Preso desde 22 de novembro de 2025 na Superintendência Regional da Polícia Federal, em Brasília, o ex-presidente Jair Bolsonaro (PL) cumpre pena de 27 anos e três meses por liderar uma trama golpista. No mesmo local, há uma coincidência um tanto quanto irônica: na frente do prédio que está alocado há uma placa com o nome de Bolsonaro e a data em que a unidade da PF foi modernizada durante sua gestão.
Nos primeiros anos de governo, Bolsonaro investiu na infraestutura da PF. A Superintendência, onde está, hoje preso, foi modernizada e a inauguração das mudanças está registrada no local.
A placa de metal com a data da inauguração tem o brasão da República Federativa do Brasil no topo e inclui o nome de Bolsonaro e de seu ministro da Justiça à época, Anderson Torres, também condenado pelo STF por trama golpista. Veja os nomes que estão na placa:
“Presidente da República: Jair Messias Bolsonaro; Ministro da Justiça e Segurança Pública: Anderson Gustavo Torres; Diretor-Geral da Polícia Federal: Paulo Gustavo Maiurino; Diretor de Administração e Logística Policial: André Viana Andrade; Superintendente Regional: Márcio Nunes de Oliveira; Chefe do Setor de Administração e Logística Policial: Carlos Henrique da Silva Pereira”, diz a descrição da placa.
Situada no Setor de Áreas Isoladas Sul (Sais), na Quadra 7, Lote 23, a Superintendência da PF funciona como o “braço armado” e operacional do estado, além de abrigar detentos com grande relevância pública. Composta por alguns edifícios com salas que detém os aprisionados, o investimento de Bolsonaro modernizou a estrutura do local.
Fora Anderson Torres e Jair Bolsonaro, condenados no núcleo 1 da trama golpista, a lista conta com nomes de autoridades inclui Paulo Maiurino, que era o recém-nomeado diretor-geral e foi demitido do cargo, em 2022, mantendo apenas seu trabalho como servidor nos dias atuais. Além do então superintendente Márcio Nunes de Oliveira.
R$ 75 milhões
O Instituto Nacional de Criminalística da Polícia Federal, onde Bolsonaro agora passou por exames, dentro do complexo onde está a Superintência, recebeu um investimento de R$ 75 milhões, entre 2020 e 2021, em prol de ampliar a sua capacidade de análises laboratoriais e possibilitar a capacitação de peritos criminais e de servidores das Forças de Segurança de todo o país.
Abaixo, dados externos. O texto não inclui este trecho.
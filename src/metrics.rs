//! Prometheus-compatible metrics

use parking_lot::RwLock;
use std::collections::HashMap;
use std::time::{Duration, Instant};

/// Metrics collector
#[derive(Debug)]
pub struct Metrics {
    /// Server start time
    start_time: Instant,
    /// Total requests processed
    request_count: RwLock<u64>,
    /// Requests by endpoint
    requests_by_endpoint: RwLock<HashMap<String, u64>>,
    /// Sessions started
    sessions_started: RwLock<u64>,
    /// Seeks performed
    seeks: RwLock<u64>,
    /// Transcoder processes launched
    transcoder_launches: RwLock<u64>,
    /// Transcoder launches that failed to spawn
    spawn_failures: RwLock<u64>,
    /// Transcoders that exited unsuccessfully on their own
    failed_exits: RwLock<u64>,
    /// Transcoders killed after ignoring a stop request
    forced_kills: RwLock<u64>,
    /// Errors by kind
    errors_by_type: RwLock<HashMap<String, u64>>,
}

impl Metrics {
    /// Create new metrics collector
    pub fn new() -> Self {
        Self {
            start_time: Instant::now(),
            request_count: RwLock::new(0),
            requests_by_endpoint: RwLock::new(HashMap::new()),
            sessions_started: RwLock::new(0),
            seeks: RwLock::new(0),
            transcoder_launches: RwLock::new(0),
            spawn_failures: RwLock::new(0),
            failed_exits: RwLock::new(0),
            forced_kills: RwLock::new(0),
            errors_by_type: RwLock::new(HashMap::new()),
        }
    }

    /// Record a request
    pub fn record_request(&self, endpoint: &str) {
        *self.request_count.write() += 1;
        *self
            .requests_by_endpoint
            .write()
            .entry(endpoint.to_string())
            .or_insert(0) += 1;
    }

    pub fn record_session_start(&self) {
        *self.sessions_started.write() += 1;
    }

    pub fn record_seek(&self) {
        *self.seeks.write() += 1;
    }

    pub fn record_launch(&self) {
        *self.transcoder_launches.write() += 1;
    }

    pub fn record_spawn_failure(&self) {
        *self.spawn_failures.write() += 1;
    }

    pub fn record_failed_exit(&self) {
        *self.failed_exits.write() += 1;
    }

    pub fn record_forced_kill(&self) {
        *self.forced_kills.write() += 1;
    }

    /// Record error
    pub fn record_error(&self, error_type: &str) {
        *self
            .errors_by_type
            .write()
            .entry(error_type.to_string())
            .or_insert(0) += 1;
    }

    pub fn transcoder_launches(&self) -> u64 {
        *self.transcoder_launches.read()
    }

    pub fn forced_kills(&self) -> u64 {
        *self.forced_kills.read()
    }

    /// Get uptime in seconds
    pub fn uptime_secs(&self) -> u64 {
        self.start_time.elapsed().as_secs()
    }

    /// Export metrics in Prometheus format
    pub fn export_prometheus(&self) -> String {
        let mut output = String::new();

        // Server info
        output.push_str("# HELP dash_server_uptime_seconds Server uptime in seconds\n");
        output.push_str("# TYPE dash_server_uptime_seconds counter\n");
        output.push_str(&format!(
            "dash_server_uptime_seconds {}\n",
            self.uptime_secs()
        ));

        output.push_str(
            "\n# HELP dash_server_start_time_seconds Server start time as Unix timestamp\n",
        );
        output.push_str("# TYPE dash_server_start_time_seconds gauge\n");
        output.push_str(&format!(
            "dash_server_start_time_seconds {}\n",
            std::time::SystemTime::UNIX_EPOCH
                .elapsed()
                .unwrap_or(Duration::ZERO)
                .as_secs()
                .saturating_sub(self.uptime_secs())
        ));

        // Request metrics
        output.push_str("\n# HELP dash_requests_total Total number of HTTP requests\n");
        output.push_str("# TYPE dash_requests_total counter\n");
        output.push_str(&format!(
            "dash_requests_total {}\n",
            *self.request_count.read()
        ));

        output.push_str("\n# HELP dash_requests_by_endpoint Requests by endpoint\n");
        output.push_str("# TYPE dash_requests_by_endpoint counter\n");
        for (endpoint, count) in self.requests_by_endpoint.read().iter() {
            output.push_str(&format!(
                "dash_requests_by_endpoint{{endpoint=\"{}\"}} {}\n",
                endpoint, count
            ));
        }

        // Session lifecycle
        let lifecycle = [
            (
                "dash_sessions_started_total",
                "Sessions started",
                *self.sessions_started.read(),
            ),
            ("dash_seeks_total", "Seeks performed", *self.seeks.read()),
            (
                "dash_transcoder_launches_total",
                "Transcoder processes launched",
                *self.transcoder_launches.read(),
            ),
            (
                "dash_transcoder_spawn_failures_total",
                "Transcoder launches that failed to spawn",
                *self.spawn_failures.read(),
            ),
            (
                "dash_transcoder_failed_exits_total",
                "Transcoders that exited with an error",
                *self.failed_exits.read(),
            ),
            (
                "dash_transcoder_forced_kills_total",
                "Transcoders killed after the grace period",
                *self.forced_kills.read(),
            ),
        ];
        for (name, help, value) in lifecycle {
            output.push_str(&format!("\n# HELP {} {}\n", name, help));
            output.push_str(&format!("# TYPE {} counter\n", name));
            output.push_str(&format!("{} {}\n", name, value));
        }

        // Error metrics
        output.push_str("\n# HELP dash_errors_total Total errors by type\n");
        output.push_str("# TYPE dash_errors_total counter\n");
        for (error_type, count) in self.errors_by_type.read().iter() {
            output.push_str(&format!(
                "dash_errors_total{{type=\"{}\"}} {}\n",
                error_type, count
            ));
        }

        output
    }
}

impl Default for Metrics {
    fn default() -> Self {
        Self::new()
    }
}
Em um ambiente que divide a arborização e urbanização, com árvores, mangueiras e edifícios, a Superintendência possui um território extenso que pode abrigar detentos, cuidar de situações diplomáticas e migratórias, além de investigar crimes mais complexos do Distrito Federal.
Os edifícios contam com celas e a Salas de Estado Maior, onde o ex-presidente cumpre pena. A cela tem 12 metros quadrados e conta com frigobar, cama de solteiro, TV convencional, um banheiro próprio e um ar-condicionado.
Além disso, há delegacias especializadas na Superintendência. Nas unidades os delegados investigam crimes fazendários, tráfico de drogas e crimes contra o patrimônio no âmbito do DF.
Rotina de Bolsonaro
A rotina sob custódia do ex-presidente inclui o recebimento de refeições particulares, enviadas por Michelle Bolsonaro, atendimento médico por profissionais da PF, banhos de sol de até duas horas e visitas de parentes e advogados.
Bolsonaro ficou internado no hospital DF Star após apresentar problemas de saúde. Ele foi submetido à cirurgia de correção de hérnia inguinal bilateral em 25 de dezembro e teve alta no dia 1º, com médicos particulares indicando a recomendação de supervisão do ex-chefe de estado.
Recentemente, Bolsonaro precisou novamente ir à instituição de saúde após sofrer uma queda durante a madrugada e bater a cabeça em um móvel, na cela da PF. Ele retornou para a superintendêncina última quarta-feira (7/1), após realizar uma série de exames no hospital DF Star, em Brasília.